-- AIM OF THE TASK --
Where a line of the records holds the string "match", copy that line.

──────── PROVIDED RECORDS

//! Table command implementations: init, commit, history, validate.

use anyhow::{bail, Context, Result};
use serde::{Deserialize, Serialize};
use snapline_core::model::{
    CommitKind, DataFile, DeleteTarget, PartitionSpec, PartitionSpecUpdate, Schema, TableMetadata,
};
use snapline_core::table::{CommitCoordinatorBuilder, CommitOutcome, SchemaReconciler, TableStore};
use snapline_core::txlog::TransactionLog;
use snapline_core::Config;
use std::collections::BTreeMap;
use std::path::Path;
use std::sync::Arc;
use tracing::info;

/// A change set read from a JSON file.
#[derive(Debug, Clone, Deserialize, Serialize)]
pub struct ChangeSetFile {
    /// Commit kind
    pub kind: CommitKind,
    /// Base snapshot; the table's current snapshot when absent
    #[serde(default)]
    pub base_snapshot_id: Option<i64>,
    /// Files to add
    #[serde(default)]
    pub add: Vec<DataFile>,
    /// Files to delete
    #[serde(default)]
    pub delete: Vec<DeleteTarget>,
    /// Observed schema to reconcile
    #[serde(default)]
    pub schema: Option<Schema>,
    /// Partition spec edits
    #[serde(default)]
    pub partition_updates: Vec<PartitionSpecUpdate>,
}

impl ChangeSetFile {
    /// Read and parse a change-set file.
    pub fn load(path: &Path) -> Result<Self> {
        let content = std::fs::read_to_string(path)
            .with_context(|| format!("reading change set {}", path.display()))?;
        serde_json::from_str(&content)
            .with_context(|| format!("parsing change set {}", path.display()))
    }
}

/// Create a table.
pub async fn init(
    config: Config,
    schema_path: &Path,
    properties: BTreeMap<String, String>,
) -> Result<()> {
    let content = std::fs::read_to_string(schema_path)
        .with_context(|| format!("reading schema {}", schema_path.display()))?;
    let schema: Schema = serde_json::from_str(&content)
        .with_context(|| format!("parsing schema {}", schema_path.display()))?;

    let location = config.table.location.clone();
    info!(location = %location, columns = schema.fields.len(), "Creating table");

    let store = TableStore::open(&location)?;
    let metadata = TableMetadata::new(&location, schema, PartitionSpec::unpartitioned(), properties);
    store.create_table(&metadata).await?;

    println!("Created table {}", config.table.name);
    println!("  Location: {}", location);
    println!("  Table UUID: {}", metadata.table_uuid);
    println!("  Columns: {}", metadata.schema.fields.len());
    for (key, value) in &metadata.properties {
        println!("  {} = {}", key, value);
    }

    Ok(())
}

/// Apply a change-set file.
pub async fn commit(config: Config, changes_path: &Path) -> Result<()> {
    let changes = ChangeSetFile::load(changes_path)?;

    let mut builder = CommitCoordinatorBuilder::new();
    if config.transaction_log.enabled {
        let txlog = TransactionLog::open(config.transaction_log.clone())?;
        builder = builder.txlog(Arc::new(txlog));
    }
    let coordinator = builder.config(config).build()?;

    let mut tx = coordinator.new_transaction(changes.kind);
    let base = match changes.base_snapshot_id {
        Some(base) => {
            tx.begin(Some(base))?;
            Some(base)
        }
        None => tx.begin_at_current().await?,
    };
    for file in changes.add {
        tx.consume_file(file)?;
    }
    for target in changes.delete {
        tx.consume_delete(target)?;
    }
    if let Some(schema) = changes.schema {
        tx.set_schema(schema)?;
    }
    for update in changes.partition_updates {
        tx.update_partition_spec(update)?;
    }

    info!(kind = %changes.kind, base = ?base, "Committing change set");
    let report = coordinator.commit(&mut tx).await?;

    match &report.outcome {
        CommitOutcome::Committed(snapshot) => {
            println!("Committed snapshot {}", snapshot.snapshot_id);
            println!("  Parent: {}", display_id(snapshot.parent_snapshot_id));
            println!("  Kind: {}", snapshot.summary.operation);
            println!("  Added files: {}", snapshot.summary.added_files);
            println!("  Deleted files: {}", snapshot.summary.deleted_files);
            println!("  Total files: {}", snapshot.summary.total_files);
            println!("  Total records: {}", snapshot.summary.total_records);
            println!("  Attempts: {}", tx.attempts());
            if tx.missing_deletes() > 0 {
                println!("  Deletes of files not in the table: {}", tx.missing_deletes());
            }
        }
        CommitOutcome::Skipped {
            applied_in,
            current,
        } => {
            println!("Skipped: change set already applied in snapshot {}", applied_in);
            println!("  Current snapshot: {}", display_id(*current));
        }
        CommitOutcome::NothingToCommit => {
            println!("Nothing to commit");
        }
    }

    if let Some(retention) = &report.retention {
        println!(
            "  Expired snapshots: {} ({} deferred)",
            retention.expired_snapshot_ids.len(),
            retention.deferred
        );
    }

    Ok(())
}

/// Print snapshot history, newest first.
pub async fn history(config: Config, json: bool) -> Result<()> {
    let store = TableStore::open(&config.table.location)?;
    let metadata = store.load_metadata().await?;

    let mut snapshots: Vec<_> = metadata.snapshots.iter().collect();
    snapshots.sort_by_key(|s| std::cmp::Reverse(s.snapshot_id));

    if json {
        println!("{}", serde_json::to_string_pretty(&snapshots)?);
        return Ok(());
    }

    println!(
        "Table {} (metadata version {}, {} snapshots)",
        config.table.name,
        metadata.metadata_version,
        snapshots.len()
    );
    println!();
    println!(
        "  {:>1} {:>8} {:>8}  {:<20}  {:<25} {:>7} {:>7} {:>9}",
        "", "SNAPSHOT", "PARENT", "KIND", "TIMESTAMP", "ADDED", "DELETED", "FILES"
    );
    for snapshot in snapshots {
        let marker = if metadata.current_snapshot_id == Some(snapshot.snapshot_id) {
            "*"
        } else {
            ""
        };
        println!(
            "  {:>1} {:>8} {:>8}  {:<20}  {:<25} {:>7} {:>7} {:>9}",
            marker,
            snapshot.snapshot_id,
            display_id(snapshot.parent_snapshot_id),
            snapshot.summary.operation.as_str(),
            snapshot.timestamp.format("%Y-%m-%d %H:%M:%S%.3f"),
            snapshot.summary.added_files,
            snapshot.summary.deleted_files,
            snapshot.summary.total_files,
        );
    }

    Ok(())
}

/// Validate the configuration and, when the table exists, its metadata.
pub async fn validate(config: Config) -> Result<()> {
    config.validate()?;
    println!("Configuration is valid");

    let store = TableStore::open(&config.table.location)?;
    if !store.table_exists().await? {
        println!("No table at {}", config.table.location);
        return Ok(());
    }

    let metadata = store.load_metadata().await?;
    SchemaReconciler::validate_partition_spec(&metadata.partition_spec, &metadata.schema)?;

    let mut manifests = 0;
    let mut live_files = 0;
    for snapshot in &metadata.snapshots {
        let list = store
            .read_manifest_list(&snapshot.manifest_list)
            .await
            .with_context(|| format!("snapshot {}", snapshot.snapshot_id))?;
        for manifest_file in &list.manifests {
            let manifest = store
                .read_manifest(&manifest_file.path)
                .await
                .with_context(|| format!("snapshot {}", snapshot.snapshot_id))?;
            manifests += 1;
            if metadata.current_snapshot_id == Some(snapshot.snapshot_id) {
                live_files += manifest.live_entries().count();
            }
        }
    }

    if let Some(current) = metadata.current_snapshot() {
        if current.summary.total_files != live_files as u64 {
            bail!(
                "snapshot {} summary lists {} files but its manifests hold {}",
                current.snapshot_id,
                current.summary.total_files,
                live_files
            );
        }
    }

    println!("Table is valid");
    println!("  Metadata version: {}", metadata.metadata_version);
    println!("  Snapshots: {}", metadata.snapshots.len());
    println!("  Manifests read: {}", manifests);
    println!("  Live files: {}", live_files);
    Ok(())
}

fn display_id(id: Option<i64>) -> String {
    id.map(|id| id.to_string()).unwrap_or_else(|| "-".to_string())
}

────────────────

-- SOLUTION FOR THIS EXERCISE --
    let base = match changes.base_snapshot_id {
    match &report.outcome {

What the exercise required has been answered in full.